That exactly meets my point about samplers:A lot could probably be done with reason. I probably would not. case study samplers. All I ever used NN-XT was for loading a nice sample bank. Never really needed to tweak anything in there, maybe a little ADSR, if at all.
There are 2 tasks that people want to do:
-quickly play with a single sample they have/found (and that's what our quick FL sampler channels achieve)
-load soundbanks as instruments and play with them
That's why I don't much consider 'simple' samplers like NN-XT, that is, samplers with no in-depth features but easy editing.
I don't think that many people:
1. have loads of multisamples on their HD that aren't in a bank already
2. can record noise-free samples, or have the time for, or have the real instruments to record (if they do, they don't need a soundbank of them)
3. want to bother re-doing a bank each time
To me, it's a huge job to craft a soundbank properly.

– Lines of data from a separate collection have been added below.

use sea_orm::{
    ActiveModelTrait, ColumnTrait, DatabaseConnection, EntityTrait, PaginatorTrait, QueryFilter,
    QueryOrder, Set,
};

use crate::domain::models::SnapshotDraft;
use crate::infrastructure::persistence::entities::token_flow_snapshots;
use crate::infrastructure::persistence::error::DbError;

/// Repository for token-flow snapshots
#[derive(Clone)]
pub struct TokenFlowSnapshotRepository {
    conn: DatabaseConnection,
}

impl TokenFlowSnapshotRepository {
    /// Create a new TokenFlowSnapshotRepository
    pub fn new(conn: DatabaseConnection) -> Self {
        Self { conn }
    }

    /// Latest snapshot for a (token, network) pair
    pub async fn latest(
        &self,
        entity_address: &str,
        network: &str,
    ) -> Result<Option<token_flow_snapshots::Model>, DbError> {
        Ok(token_flow_snapshots::Entity::find()
            .filter(token_flow_snapshots::Column::EntityAddress.eq(entity_address))
            .filter(token_flow_snapshots::Column::Network.eq(network))
            .order_by_desc(token_flow_snapshots::Column::Timestamp)
            .order_by_desc(token_flow_snapshots::Column::Id)
            .one(&self.conn)
            .await?)
    }

    /// Append a snapshot. Rows are never updated in place.
    pub async fn append(
        &self,
        draft: SnapshotDraft,
    ) -> Result<token_flow_snapshots::Model, DbError> {
        let record = token_flow_snapshots::ActiveModel {
            entity_address: Set(draft.entity_address),
            network: Set(draft.network.as_str().to_string()),
            timestamp: Set(draft.timestamp.into()),
            alerts: Set(serde_json::to_value(&draft.alerts).unwrap_or_default()),
            risk_score: Set(draft.risk_score),
            analysis_metadata: Set(
                serde_json::to_value(&draft.analysis_metadata).unwrap_or_default()
            ),
            metrics: Set(draft.metrics),
            ..Default::default()
        };

        Ok(record.insert(&self.conn).await?)
    }

    /// Number of token-flow snapshots on a network
    pub async fn count(&self, network: &str) -> Result<u64, DbError> {
        Ok(token_flow_snapshots::Entity::find()
            .filter(token_flow_snapshots::Column::Network.eq(network))
            .count(&self.conn)
            .await?)
    }
}
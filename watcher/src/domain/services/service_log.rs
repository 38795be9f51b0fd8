use std::sync::{Arc, Mutex};

use crate::domain::models::{LogLevel, NewLogEntry};

/// Per-handler recorder for analyzer log lines.
///
/// Analyzers log through the sink instead of global I/O; the worker drains
/// the captured entries into the job's service-log stream after the cycle,
/// preserving timestamps and levels.
#[derive(Clone, Default)]
pub struct ServiceLogSink {
    entries: Arc<Mutex<Vec<NewLogEntry>>>,
}

impl ServiceLogSink {
    pub fn new() -> Self {
        Self::default()
    }

    pub fn info(&self, message: impl Into<String>) {
        self.push(NewLogEntry::new(LogLevel::Info, message));
    }

    pub fn warn(&self, message: impl Into<String>) {
        self.push(NewLogEntry::new(LogLevel::Warn, message));
    }

    pub fn error(&self, message: impl Into<String>) {
        self.push(NewLogEntry::new(LogLevel::Error, message));
    }

    fn push(&self, entry: NewLogEntry) {
        if let Ok(mut entries) = self.entries.lock() {
            entries.push(entry);
        }
    }

    /// Take the captured entries, leaving the sink empty
    pub fn drain(&self) -> Vec<NewLogEntry> {
        match self.entries.lock() {
            Ok(mut entries) => std::mem::take(&mut *entries),
            Err(_) => Vec::new(),
        }
    }
}

#[cfg(test)]
mod tests {
    use super::*;

    #[test]
    fn test_sink_preserves_order_and_levels() {
        let sink = ServiceLogSink::new();
        sink.info("first");
        sink.warn("second");
        sink.error("third");

        let entries = sink.drain();
        assert_eq!(entries.len(), 3);
        assert_eq!(entries[0].message, "first");
        assert_eq!(entries[1].level, LogLevel::Warn);
        assert_eq!(entries[2].level, LogLevel::Error);
        assert!(entries[0].timestamp <= entries[2].timestamp);

        assert!(sink.drain().is_empty());
    }

    #[test]
    fn test_clones_share_the_buffer() {
        let sink = ServiceLogSink::new();
        let clone = sink.clone();
        clone.info("via clone");
        assert_eq!(sink.drain().len(), 1);
    }
}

Huge job in a quality recording, huge job in the looping & articulation. If that job is done properly, all you need is to load that soundbank and you don't need/want to see what's inside.

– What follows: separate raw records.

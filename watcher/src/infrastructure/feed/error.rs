use std::error::Error;
use std::fmt;

/// Error type for upstream feed operations
#[derive(Debug)]
pub enum FeedError {
    /// Transport-level failure (connect, timeout, TLS)
    RequestError(reqwest::Error),
    /// Upstream returned 404 for the entity
    NotFound { url: String, status: u16 },
    /// Upstream returned a non-success status
    UpstreamStatus { url: String, status: u16 },
    /// Body could not be interpreted
    ResponseError(String),
    /// No endpoint configured for the requested network
    ConfigError(String),
}

impl fmt::Display for FeedError {
    fn fmt(&self, f: &mut fmt::Formatter<'_>) -> fmt::Result {
        match self {
            FeedError::RequestError(e) => write!(f, "Request error: {}", e),
            FeedError::NotFound { url, status } => {
                write!(f, "Not found ({}) at {}", status, url)
            }
            FeedError::UpstreamStatus { url, status } => {
                write!(f, "Upstream returned status {} at {}", status, url)
            }
            FeedError::ResponseError(msg) => write!(f, "Response error: {}", msg),
            FeedError::ConfigError(msg) => write!(f, "Configuration error: {}", msg),
        }
    }
}

impl Error for FeedError {
    fn source(&self) -> Option<&(dyn Error + 'static)> {
        match self {
            FeedError::RequestError(e) => Some(e),
            _ => None,
        }
    }
}

impl From<reqwest::Error> for FeedError {
    fn from(error: reqwest::Error) -> Self {
        FeedError::RequestError(error)
    }
}
use std::error::Error;
use std::fmt;

/// Error type for delay-queue operations
#[derive(Debug)]
pub enum QueueError {
    /// Could not reach the broker
    ConnectionError(String),
    /// Broker command failed
    BrokerError(redis::RedisError),
    /// Queue item could not be encoded or decoded
    SerializationError(String),
}

impl fmt::Display for QueueError {
    fn fmt(&self, f: &mut fmt::Formatter<'_>) -> fmt::Result {
        match self {
            QueueError::ConnectionError(msg) => write!(f, "Broker connection error: {}", msg),
            QueueError::BrokerError(e) => write!(f, "Broker error: {}", e),
            QueueError::SerializationError(msg) => write!(f, "Serialization error: {}", msg),
        }
    }
}

impl Error for QueueError {
    fn source(&self) -> Option<&(dyn Error + 'static)> {
        match self {
            QueueError::BrokerError(e) => Some(e),
            _ => None,
        }
    }
}

impl From<redis::RedisError> for QueueError {
    fn from(error: redis::RedisError) -> Self {
        QueueError::BrokerError(error)
    }
}
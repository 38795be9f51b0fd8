use std::error::Error;
use std::fmt;

/// Error type for job and snapshot persistence. Only two things go wrong
/// at this layer: the pool cannot be established, or SeaORM rejects a
/// statement.
#[derive(Debug)]
pub enum DbError {
    /// Could not establish the connection pool
    ConnectionError(String),
    /// A query or write failed inside SeaORM
    SeaOrmError(sea_orm::DbErr),
}

impl fmt::Display for DbError {
    fn fmt(&self, f: &mut fmt::Formatter<'_>) -> fmt::Result {
        match self {
            DbError::ConnectionError(msg) => write!(f, "Store unreachable: {}", msg),
            DbError::SeaOrmError(e) => write!(f, "Store operation failed: {}", e),
        }
    }
}

impl Error for DbError {
    fn source(&self) -> Option<&(dyn Error + 'static)> {
        match self {
            DbError::SeaOrmError(e) => Some(e),
            DbError::ConnectionError(_) => None,
        }
    }
}

impl From<sea_orm::DbErr> for DbError {
    fn from(err: sea_orm::DbErr) -> Self {
        DbError::SeaOrmError(err)
    }
}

So to me a sampler should come in 2 parts: a simple player on the host side, with just the minimum controls like ADSR & filter, and an in-depth, complex editor, aimed at the few who will create soundbanks.
Merging both is a suicide, because if NN-XT had the features of the SoundFont specs, it'd need quite a lot of pages to edit them all, and no one would use them. So wanting an editor built-in a sampler can only imply reducing its amount of features.
As for the soundfont player in FL, yes it has some problems, but you must see it as a VSTi, as it was licensed, and we can't do much about it (except removing it).
I'd like to do a sampler, but the reason I won't is that I don't find it interesting to start one with the same goal as NN-XT, I'd prefer a bigger project, which would of course take more time.